Ginger: Migraines are traditionally associated with nausea, and it can be one of the most debilitating symptoms of the condition. If ginger is consumed, either as tea, ginger ale, or even raw slices, it can almost immediately reduce symptoms of nausea, so while it might not get rid of the pain of a migraine, it can certainly lessen the effects. However, new research has shown that taking ginger at the first sign of a headache before the more serious migraine or cluster headache sets in is a successful method for relief and prevention. The actual mechanism is not understood yet, but research is ongoing!
Magnesium: Studies have shown that consuming magnesium reduces the frequency of attacks of chronic headaches and migraines. It is one of the most essential nutrients in the body, and deficiencies result in headaches, fatigue, and weakness of the body’s tissues. Good sources of magnesium to add into your diet are leafy greens, nuts, beans, avocados, bananas, and figs. Even dark chocolate is a good source of this beneficial nutrient, so get as much as you can into your system and reduce your chances of getting a headache at all!
Apples: The scent of apples is one of the stranger ways of reducing a headache, but the olfactory sense is a powerful one, and numerous studies have shown that this specific scent reduces the associated pain of headaches very quickly!

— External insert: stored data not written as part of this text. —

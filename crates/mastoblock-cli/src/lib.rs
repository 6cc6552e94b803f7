//! # mastoblock-cli
//!
//! Long-running service that periodically pulls a JSON domain blocklist and
//! reconciles it against the admin domain blocks of a Mastodon instance.
//!
//! ## Features
//!
//! - **Environment configuration**: every option can be set through an env var
//! - **Periodic sync**: one cycle at startup, then one per `TASK_INTERVAL`
//! - **One-shot mode**: `--once` runs a single cycle for cron or CI
//! - **Structured logs**: readable console output in `dev`, JSON lines otherwise

pub mod cli;
pub mod config;
pub mod logging;

pub use cli::run;
//! Tracing subscriber setup.
//!
//! `dev` gets compact human-readable output on stderr at debug level.
//! Every other environment gets JSON lines at the configured level.
//! `RUST_LOG` overrides the level in both cases.

use crate::config::Config;
use std::str::FromStr;
use tracing::warn;
use tracing_subscriber::filter::LevelFilter;
use tracing_subscriber::{fmt, prelude::*, EnvFilter};

/// Resolve the configured level, falling back to `info` when it is not valid.
///
/// Returns the level and whether the fallback was used.
pub fn resolve_level(config: &Config) -> (LevelFilter, bool) {
    if config.is_dev_env() {
        return (LevelFilter::DEBUG, false);
    }
    LevelFilter::from_str(config.log_level.trim())
        .map_or((LevelFilter::INFO, true), |level| (level, false))
}

/// Install the global subscriber. Call once at startup.
pub fn init(config: &Config) -> Result<(), Box<dyn std::error::Error + Send + Sync>> {
    let (level, fell_back) = resolve_level(config);

    let filter_layer = EnvFilter::try_from_default_env()
        .or_else(|_| EnvFilter::try_new(level.to_string()))?;

    if config.is_dev_env() {
        let fmt_layer = fmt::layer()
            .with_writer(std::io::stderr)
            .with_target(false)
            .compact();

        tracing_subscriber::registry()
            .with(filter_layer)
            .with(fmt_layer)
            .try_init()?;

        warn!("The service was started in development mode. Please change the 'ENVIRONMENT' variable to 'prod' in production!");
    } else {
        let fmt_layer = fmt::layer()
            .json()
            .with_current_span(false)
            .with_span_list(false);

        tracing_subscriber::registry()
            .with(filter_layer)
            .with(fmt_layer)
            .try_init()?;
    }

    if fell_back {
        warn!(
            log_level = %config.log_level,
            "An invalid log level was provided. Using the 'info' fallback value."
        );
    }

    Ok(())
}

Cold and Hot Compresses: It is a personal choice as to which compress has the greatest effect, but most tend to favor the cold compress. Apply it to the back of the neck or the forehead. The cold will reduce inflammation and temperature, and also slow and cool down the pumping blood that can cause throbbing pain in the affected areas. Hot compresses can also spread inflammation and warmth through the entire head and stimulate freshly pumped blood to the heated areas, bringing oxygen to ease the tension in muscles. Both approaches work, choose whichever works best for you.
Rosemary: The key component in rosemary that gives it many of its attributes is rosmarinic acid, which has known anti-inflammatory effects. By grinding rosemary leaves and sage leaves into a powder, you can infuse an herbal tea. Drink this once or twice a day to prevent migraines and tension headaches, or drink it in higher quantities while directly suffering from the symptoms.
Basil Oil: Since many headaches are caused by muscle tension and stress, a muscle relaxant can be very effective in relieving these sorts of conditions. Basil extract has muscle relaxant properties, and when basil leaves are steeped into a tea or chewed, mild to moderate headaches can be alleviated. Also, you can spread pure basil oil on the chest as an inhalant for similar effects.
The Last Word on Headaches: This cannot be stressed enough; primary headaches can usually be managed with these home remedies, meaning stress or tension headaches, those caused by dehydration, or even migraines. However, if headaches become chronic, even if they are not extremely severe, it could be a sign of a more serious, underlying issue. Furthermore, if the description of secondary headaches at the top of this article sounds more like what you are dealing with, consult a doctor, as it may be a much bigger problem, and to be safe, an examination is highly recommended.